ABOUT THIS TASK >> Output all entries verbatim.

EXTRACTED INFORMATION >>
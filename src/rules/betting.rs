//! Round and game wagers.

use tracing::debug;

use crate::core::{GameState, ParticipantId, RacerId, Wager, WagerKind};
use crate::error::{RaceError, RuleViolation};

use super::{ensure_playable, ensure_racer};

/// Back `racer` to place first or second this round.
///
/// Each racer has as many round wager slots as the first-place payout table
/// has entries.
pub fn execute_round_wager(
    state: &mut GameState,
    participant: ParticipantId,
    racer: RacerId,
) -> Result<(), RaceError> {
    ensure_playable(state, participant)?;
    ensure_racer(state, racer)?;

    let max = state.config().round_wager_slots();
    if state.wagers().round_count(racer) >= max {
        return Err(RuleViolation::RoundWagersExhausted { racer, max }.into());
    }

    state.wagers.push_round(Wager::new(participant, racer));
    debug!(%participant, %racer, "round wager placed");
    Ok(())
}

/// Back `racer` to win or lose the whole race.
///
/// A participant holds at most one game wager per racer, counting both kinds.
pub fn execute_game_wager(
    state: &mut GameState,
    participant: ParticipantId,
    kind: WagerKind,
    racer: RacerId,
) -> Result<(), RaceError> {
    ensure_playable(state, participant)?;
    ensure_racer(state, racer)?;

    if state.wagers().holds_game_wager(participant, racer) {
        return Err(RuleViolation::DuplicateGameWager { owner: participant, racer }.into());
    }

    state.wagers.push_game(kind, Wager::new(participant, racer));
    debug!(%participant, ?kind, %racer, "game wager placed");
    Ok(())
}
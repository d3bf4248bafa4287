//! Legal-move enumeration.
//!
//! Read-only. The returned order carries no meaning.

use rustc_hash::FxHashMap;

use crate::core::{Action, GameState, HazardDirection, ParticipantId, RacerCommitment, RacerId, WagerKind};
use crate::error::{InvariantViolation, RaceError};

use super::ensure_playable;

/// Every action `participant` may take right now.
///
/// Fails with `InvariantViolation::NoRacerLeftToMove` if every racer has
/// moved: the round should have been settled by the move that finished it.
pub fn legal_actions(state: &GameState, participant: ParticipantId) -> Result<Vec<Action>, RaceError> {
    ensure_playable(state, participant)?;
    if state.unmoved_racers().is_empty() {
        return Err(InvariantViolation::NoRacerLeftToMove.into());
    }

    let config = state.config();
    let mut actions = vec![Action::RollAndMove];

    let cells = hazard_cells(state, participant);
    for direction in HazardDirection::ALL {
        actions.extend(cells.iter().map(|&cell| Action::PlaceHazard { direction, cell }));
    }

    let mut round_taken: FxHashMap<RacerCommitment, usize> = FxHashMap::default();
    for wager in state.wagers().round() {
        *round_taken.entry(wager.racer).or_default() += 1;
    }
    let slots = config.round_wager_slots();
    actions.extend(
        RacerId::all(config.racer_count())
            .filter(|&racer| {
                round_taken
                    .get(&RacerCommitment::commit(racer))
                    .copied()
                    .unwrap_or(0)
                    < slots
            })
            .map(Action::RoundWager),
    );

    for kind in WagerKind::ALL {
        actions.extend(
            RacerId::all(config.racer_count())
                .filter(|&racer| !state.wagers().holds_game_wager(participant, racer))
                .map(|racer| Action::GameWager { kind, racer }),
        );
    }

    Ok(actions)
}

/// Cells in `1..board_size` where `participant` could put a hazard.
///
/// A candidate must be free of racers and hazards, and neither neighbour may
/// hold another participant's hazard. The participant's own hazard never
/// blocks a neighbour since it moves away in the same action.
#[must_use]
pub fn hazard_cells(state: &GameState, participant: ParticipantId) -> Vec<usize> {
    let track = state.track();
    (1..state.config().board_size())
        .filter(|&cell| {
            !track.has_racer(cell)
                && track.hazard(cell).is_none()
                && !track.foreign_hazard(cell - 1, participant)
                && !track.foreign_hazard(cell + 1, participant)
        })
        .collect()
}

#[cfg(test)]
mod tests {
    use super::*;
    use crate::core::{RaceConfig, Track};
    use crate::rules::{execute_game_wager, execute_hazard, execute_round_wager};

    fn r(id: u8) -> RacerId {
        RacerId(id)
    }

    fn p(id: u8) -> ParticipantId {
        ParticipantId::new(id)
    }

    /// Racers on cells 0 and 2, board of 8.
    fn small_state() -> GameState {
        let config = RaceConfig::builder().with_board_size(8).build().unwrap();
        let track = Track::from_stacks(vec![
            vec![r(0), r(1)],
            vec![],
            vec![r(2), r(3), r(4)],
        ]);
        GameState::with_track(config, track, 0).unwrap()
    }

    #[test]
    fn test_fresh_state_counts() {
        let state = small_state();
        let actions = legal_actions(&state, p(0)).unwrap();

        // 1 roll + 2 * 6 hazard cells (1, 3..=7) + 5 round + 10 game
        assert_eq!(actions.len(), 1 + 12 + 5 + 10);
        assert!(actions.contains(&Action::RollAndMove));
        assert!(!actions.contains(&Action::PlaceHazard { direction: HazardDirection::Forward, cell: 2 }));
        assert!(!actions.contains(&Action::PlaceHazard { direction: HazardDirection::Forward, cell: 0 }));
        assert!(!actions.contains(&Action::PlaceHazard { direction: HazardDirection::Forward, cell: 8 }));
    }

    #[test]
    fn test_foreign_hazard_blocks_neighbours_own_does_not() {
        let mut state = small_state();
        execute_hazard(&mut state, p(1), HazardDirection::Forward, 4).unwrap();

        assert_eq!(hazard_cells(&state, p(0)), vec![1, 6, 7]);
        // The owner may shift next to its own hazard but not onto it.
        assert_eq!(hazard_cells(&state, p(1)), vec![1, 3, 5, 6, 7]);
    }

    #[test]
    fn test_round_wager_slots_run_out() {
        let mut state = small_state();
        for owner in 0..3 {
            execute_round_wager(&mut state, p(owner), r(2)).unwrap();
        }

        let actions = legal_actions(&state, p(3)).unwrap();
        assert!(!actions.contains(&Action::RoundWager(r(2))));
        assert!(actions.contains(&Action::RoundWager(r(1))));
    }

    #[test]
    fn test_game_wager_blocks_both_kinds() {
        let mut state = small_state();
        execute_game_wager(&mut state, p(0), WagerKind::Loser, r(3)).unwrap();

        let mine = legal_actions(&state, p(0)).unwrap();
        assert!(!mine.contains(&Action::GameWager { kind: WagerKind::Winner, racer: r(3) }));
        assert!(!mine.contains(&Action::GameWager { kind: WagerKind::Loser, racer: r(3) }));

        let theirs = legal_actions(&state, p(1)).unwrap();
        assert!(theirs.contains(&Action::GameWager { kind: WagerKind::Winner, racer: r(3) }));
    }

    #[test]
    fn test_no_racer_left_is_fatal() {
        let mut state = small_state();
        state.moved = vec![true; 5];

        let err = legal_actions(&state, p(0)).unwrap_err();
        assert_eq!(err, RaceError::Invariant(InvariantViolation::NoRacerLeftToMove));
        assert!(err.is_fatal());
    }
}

ANSWER SECTION >>
filename src/rules/betting.rs
//! Round and game wagers.

use tracing::debug;

use crate::core::{GameState, ParticipantId, RacerId, Wager, WagerKind};
use crate::error::{RaceError, RuleViolation};

use super::{ensure_playable, ensure_racer};

/// Back `racer` to place first or second this round.
///
/// Each racer has as many round wager slots as the first-place payout table
/// has entries.
pub fn execute_round_wager(
    state: &mut GameState,
    participant: ParticipantId,
    racer: RacerId,
) -> Result<(), RaceError> {
    ensure_playable(state, participant)?;
    ensure_racer(state, racer)?;

    let max = state.config().round_wager_slots();
    if state.wagers().round_count(racer) >= max {
        return Err(RuleViolation::RoundWagersExhausted { racer, max }.into());
    }

    state.wagers.push_round(Wager::new(participant, racer));
    debug!(%participant, %racer, "round wager placed");
    Ok(())
}

/// Back `racer` to win or lose the whole race.
///
/// A participant holds at most one game wager per racer, counting both kinds.
pub fn execute_game_wager(
    state: &mut GameState,
    participant: ParticipantId,
    kind: WagerKind,
    racer: RacerId,
) -> Result<(), RaceError> {
    ensure_playable(state, participant)?;
    ensure_racer(state, racer)?;

    if state.wagers().holds_game_wager(participant, racer) {
        return Err(RuleViolation::DuplicateGameWager { owner: participant, racer }.into());
    }

    state.wagers.push_game(kind, Wager::new(participant, racer));
    debug!(%participant, ?kind, %racer, "game wager placed");
    Ok(())
}
repository d3bf4248bafa4287
//! Legal-move enumeration.
//!
//! Read-only. The returned order carries no meaning.

use rustc_hash::FxHashMap;

use crate::core::{Action, GameState, HazardDirection, ParticipantId, RacerCommitment, RacerId, WagerKind};
use crate::error::{InvariantViolation, RaceError};

use super::ensure_playable;

/// Every action `participant` may take right now.
///
/// Fails with `InvariantViolation::NoRacerLeftToMove` if every racer has
/// moved: the round should have been settled by the move that finished it.
pub fn legal_actions(state: &GameState, participant: ParticipantId) -> Result<Vec<Action>, RaceError> {
    ensure_playable(state, participant)?;
    if state.unmoved_racers().is_empty() {
        return Err(InvariantViolation::NoRacerLeftToMove.into());
    }

    let config = state.config();
    let mut actions = vec![Action::RollAndMove];

    let cells = hazard_cells(state, participant);
    for direction in HazardDirection::ALL {
        actions.extend(cells.iter().map(|&cell| Action::PlaceHazard { direction, cell }));
    }

    let mut round_taken: FxHashMap<RacerCommitment, usize> = FxHashMap::default();
    for wager in state.wagers().round() {
        *round_taken.entry(wager.racer).or_default() += 1;
    }
    let slots = config.round_wager_slots();
    actions.extend(
        RacerId::all(config.racer_count())
            .filter(|&racer| {
                round_taken
                    .get(&RacerCommitment::commit(racer))
                    .copied()
                    .unwrap_or(0)
                    < slots
            })
            .map(Action::RoundWager),
    );

    for kind in WagerKind::ALL {
        actions.extend(
            RacerId::all(config.racer_count())
                .filter(|&racer| !state.wagers().holds_game_wager(participant, racer))
                .map(|racer| Action::GameWager { kind, racer }),
        );
    }

    Ok(actions)
}

/// Cells in `1..board_size` where `participant` could put a hazard.
///
/// A candidate must be free of racers and hazards, and neither neighbour may
/// hold another participant's hazard. The participant's own hazard never
/// blocks a neighbour since it moves away in the same action.
#[must_use]
pub fn hazard_cells(state: &GameState, participant: ParticipantId) -> Vec<usize> {
    let track = state.track();
    (1..state.config().board_size())
        .filter(|&cell| {
            !track.has_racer(cell)
                && track.hazard(cell).is_none()
                && !track.foreign_hazard(cell - 1, participant)
                && !track.foreign_hazard(cell + 1, participant)
        })
        .collect()
}

#[cfg(test)]
mod tests {
    use super::*;
    use crate::core::{RaceConfig, Track};
    use crate::rules::{execute_game_wager, execute_hazard, execute_round_wager};

    fn r(id: u8) -> RacerId {
        RacerId(id)
    }

    fn p(id: u8) -> ParticipantId {
        ParticipantId::new(id)
    }

    /// Racers on cells 0 and 2, board of 8.
    fn small_state() -> GameState {
        let config = RaceConfig::builder().with_board_size(8).build().unwrap();
        let track = Track::from_stacks(vec![
            vec![r(0), r(1)],
            vec![],
            vec![r(2), r(3), r(4)],
        ]);
        GameState::with_track(config, track, 0).unwrap()
    }

    #[test]
    fn test_fresh_state_counts() {
        let state = small_state();
        let actions = legal_actions(&state, p(0)).unwrap();

        // 1 roll + 2 * 6 hazard cells (1, 3..=7) + 5 round + 10 game
        assert_eq!(actions.len(), 1 + 12 + 5 + 10);
        assert!(actions.contains(&Action::RollAndMove));
        assert!(!actions.contains(&Action::PlaceHazard { direction: HazardDirection::Forward, cell: 2 }));
        assert!(!actions.contains(&Action::PlaceHazard { direction: HazardDirection::Forward, cell: 0 }));
        assert!(!actions.contains(&Action::PlaceHazard { direction: HazardDirection::Forward, cell: 8 }));
    }

    #[test]
    fn test_foreign_hazard_blocks_neighbours_own_does_not() {
        let mut state = small_state();
        execute_hazard(&mut state, p(1), HazardDirection::Forward, 4).unwrap();

        assert_eq!(hazard_cells(&state, p(0)), vec![1, 6, 7]);
        // The owner may shift next to its own hazard but not onto it.
        assert_eq!(hazard_cells(&state, p(1)), vec![1, 3, 5, 6, 7]);
    }

    #[test]
    fn test_round_wager_slots_run_out() {
        let mut state = small_state();
        for owner in 0..3 {
            execute_round_wager(&mut state, p(owner), r(2)).unwrap();
        }

        let actions = legal_actions(&state, p(3)).unwrap();
        assert!(!actions.contains(&Action::RoundWager(r(2))));
        assert!(actions.contains(&Action::RoundWager(r(1))));
    }

    #[test]
    fn test_game_wager_blocks_both_kinds() {
        let mut state = small_state();
        execute_game_wager(&mut state, p(0), WagerKind::Loser, r(3)).unwrap();

        let mine = legal_actions(&state, p(0)).unwrap();
        assert!(!mine.contains(&Action::GameWager { kind: WagerKind::Winner, racer: r(3) }));
        assert!(!mine.contains(&Action::GameWager { kind: WagerKind::Loser, racer: r(3) }));

        let theirs = legal_actions(&state, p(1)).unwrap();
        assert!(theirs.contains(&Action::GameWager { kind: WagerKind::Winner, racer: r(3) }));
    }

    #[test]
    fn test_no_racer_left_is_fatal() {
        let mut state = small_state();
        state.moved = vec![true; 5];

        let err = legal_actions(&state, p(0)).unwrap_err();
        assert_eq!(err, RaceError::Invariant(InvariantViolation::NoRacerLeftToMove));
        assert!(err.is_fatal());
    }
}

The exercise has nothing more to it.